Let $M=\mathbb R^4$ with the symmetric bilinear form $\langle\cdot,\cdot\rangle$ defined by $\langle(x_0,x_1,x_2,x_3),(y_0,y_1,y_2,y_3)\rangle=x_0y_0-x_1y_1-x_2y_2-x_3y_3$. Let $T:\mathbb R^4\to\mathbb R^4$ be a map satisfying the following conditions.
- $T$ is a bijection
- $T(0)=0$
- $\langle x,y\rangle=0\implies\langle Tx,Ty\rangle=0$
- $T$ maps inertial worldlines to inertial worldlines.
In (4), an inertial worldline is a set of the form $(x_0,x_1,x_2,x_3)+\mathbb R(1,v_x,v_y,v_z),$ where $v_x^2+v_y^2+v_z^2<1$. (If the first coordinate is thought of as time, then these are straight lines through $M$ representing particles moving at a constant velocity less than the speed of light, in units where $c=1.)$
A Lorentz transformation is a linear map on $M$ preserving $\langle\cdot,\cdot\rangle$ between all points. Must $T$ be a Lorentz transformation? Please give a proof, if yes, or a counterexample, if no.
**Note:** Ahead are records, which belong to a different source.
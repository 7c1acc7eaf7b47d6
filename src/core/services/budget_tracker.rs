use std::fmt;

use chrono::{Datelike, NaiveDateTime};

use crate::ledger::{CategoryBudgets, Expense};

/// How close a month's spending sits to its configured limit.
#[derive(Debug, Clone, Copy, PartialEq, Eq)]
pub enum BudgetStatus {
    NoBudgetSet,
    UnderBudget,
    NearLimit,
    OverBudget,
}

impl fmt::Display for BudgetStatus {
    fn fmt(&self, f: &mut fmt::Formatter<'_>) -> fmt::Result {
        let label = match self {
            BudgetStatus::NoBudgetSet => "no budget set",
            BudgetStatus::UnderBudget => "under budget",
            BudgetStatus::NearLimit => "near limit",
            BudgetStatus::OverBudget => "over budget",
        };
        f.write_str(label)
    }
}

/// Spending for `spent > NEAR_LIMIT_RATIO * budget` counts as near the limit.
pub const NEAR_LIMIT_RATIO: f64 = 0.9;

/// One row of the monthly summary report.
#[derive(Debug, Clone, PartialEq)]
pub struct CategorySpend {
    pub category: String,
    pub spent: f64,
    pub budget: Option<f64>,
    pub status: BudgetStatus,
}

pub struct BudgetTracker;

impl BudgetTracker {
    /// Sums the month's spend for one category, matching the category
    /// case-insensitively and the date by calendar year and month.
    pub fn monthly_total(expenses: &[Expense], category: &str, reference: NaiveDateTime) -> f64 {
        expenses
            .iter()
            .filter(|e| e.category.eq_ignore_ascii_case(category))
            .filter(|e| {
                e.date.year() == reference.year() && e.date.month() == reference.month()
            })
            .map(|e| e.amount)
            .sum()
    }

    /// Classifies spend against a monthly limit. An absent or zero budget
    /// means there is nothing to check.
    pub fn classify(spent: f64, budget: Option<f64>) -> BudgetStatus {
        let budget = match budget {
            Some(limit) if limit > 0.0 => limit,
            _ => return BudgetStatus::NoBudgetSet,
        };
        if spent > budget {
            BudgetStatus::OverBudget
        } else if spent > NEAR_LIMIT_RATIO * budget {
            BudgetStatus::NearLimit
        } else {
            BudgetStatus::UnderBudget
        }
    }

    /// Builds the monthly report across the union of budgeted categories
    /// and categories present on the ledger, sorted by name.
    pub fn monthly_summary(
        expenses: &[Expense],
        budgets: &CategoryBudgets,
        reference: NaiveDateTime,
    ) -> Vec<CategorySpend> {
        let mut categories: Vec<String> = budgets.names().map(str::to_string).collect();
        for expense in expenses {
            if !categories
                .iter()
                .any(|c| c.eq_ignore_ascii_case(&expense.category))
            {
                categories.push(expense.category.clone());
            }
        }
        categories.sort_by(|a, b| a.to_lowercase().cmp(&b.to_lowercase()));

        categories
            .into_iter()
            .map(|category| {
                let spent = Self::monthly_total(expenses, &category, reference);
                let budget = budgets.limit(&category);
                let status = Self::classify(spent, budget);
                CategorySpend {
                    category,
                    spent,
                    budget,
                    status,
                }
            })
            .collect()
    }
}

#[cfg(test)]
mod tests {
    use super::*;
    use chrono::NaiveDate;

    fn at(y: i32, m: u32, d: u32) -> NaiveDateTime {
        NaiveDate::from_ymd_opt(y, m, d)
            .unwrap()
            .and_hms_opt(10, 0, 0)
            .unwrap()
    }

    fn expense(amount: f64, category: &str, date: NaiveDateTime) -> Expense {
        Expense::new(amount, category, date)
    }

    #[test]
    fn monthly_total_matches_case_insensitively_within_month() {
        let expenses = vec![
            expense(10.0, "Groceries", at(2024, 5, 2)),
            expense(5.0, "groceries", at(2024, 5, 20)),
            expense(7.0, "Groceries", at(2024, 4, 30)),
            expense(3.0, "Rent", at(2024, 5, 10)),
        ];
        let total = BudgetTracker::monthly_total(&expenses, "GROCERIES", at(2024, 5, 15));
        assert_eq!(total, 15.0);
    }

    #[test]
    fn classify_handles_absent_and_zero_budget() {
        assert_eq!(BudgetTracker::classify(50.0, None), BudgetStatus::NoBudgetSet);
        assert_eq!(
            BudgetTracker::classify(50.0, Some(0.0)),
            BudgetStatus::NoBudgetSet
        );
    }

    #[test]
    fn classify_exact_boundaries() {
        // Spending exactly 90% of the limit is still under budget; the
        // near-limit band opens strictly above it.
        assert_eq!(
            BudgetTracker::classify(90.0, Some(100.0)),
            BudgetStatus::UnderBudget
        );
        assert_eq!(
            BudgetTracker::classify(90.01, Some(100.0)),
            BudgetStatus::NearLimit
        );
        // Spending exactly the limit is near, not over.
        assert_eq!(
            BudgetTracker::classify(100.0, Some(100.0)),
            BudgetStatus::NearLimit
        );
        assert_eq!(
            BudgetTracker::classify(100.01, Some(100.0)),
            BudgetStatus::OverBudget
        );
    }

    #[test]
    fn adding_an_expense_can_push_a_category_over_budget() {
        // 28,500 already spent plus a 2,000 expense against a 30,000 limit.
        let spent = 28_500.0 + 2_000.0;
        assert_eq!(
            BudgetTracker::classify(spent, Some(30_000.0)),
            BudgetStatus::OverBudget
        );
    }

    #[test]
    fn monthly_summary_covers_budget_and_ledger_categories() {
        let mut budgets = CategoryBudgets::new();
        budgets.set("Groceries", 100.0);
        budgets.set("Rent", 900.0);
        let expenses = vec![
            expense(95.0, "groceries", at(2024, 5, 3)),
            expense(20.0, "Coffee", at(2024, 5, 4)),
        ];
        let summary = BudgetTracker::monthly_summary(&expenses, &budgets, at(2024, 5, 15));
        let names: Vec<_> = summary.iter().map(|row| row.category.as_str()).collect();
        assert_eq!(names, vec!["Coffee", "Groceries", "Rent"]);

        let coffee = &summary[0];
        assert_eq!(coffee.status, BudgetStatus::NoBudgetSet);
        let groceries = &summary[1];
        assert_eq!(groceries.spent, 95.0);
        assert_eq!(groceries.status, BudgetStatus::NearLimit);
        let rent = &summary[2];
        assert_eq!(rent.spent, 0.0);
        assert_eq!(rent.status, BudgetStatus::UnderBudget);
    }
}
There are lots of questions asking about whether maps from $\mathbb R^n\to\mathbb R^n$ preserving straight must be linear. The answer seems to be "yes" if the map is injective and $n\geqslant2$, but the result seems to be difficult to prove, and related to something called the fundamental theorems of affine/projective geometry.
This question, alternatively, considers only lines whose "slope" is bounded by $1$, along with some other conditions motivated by special relativity.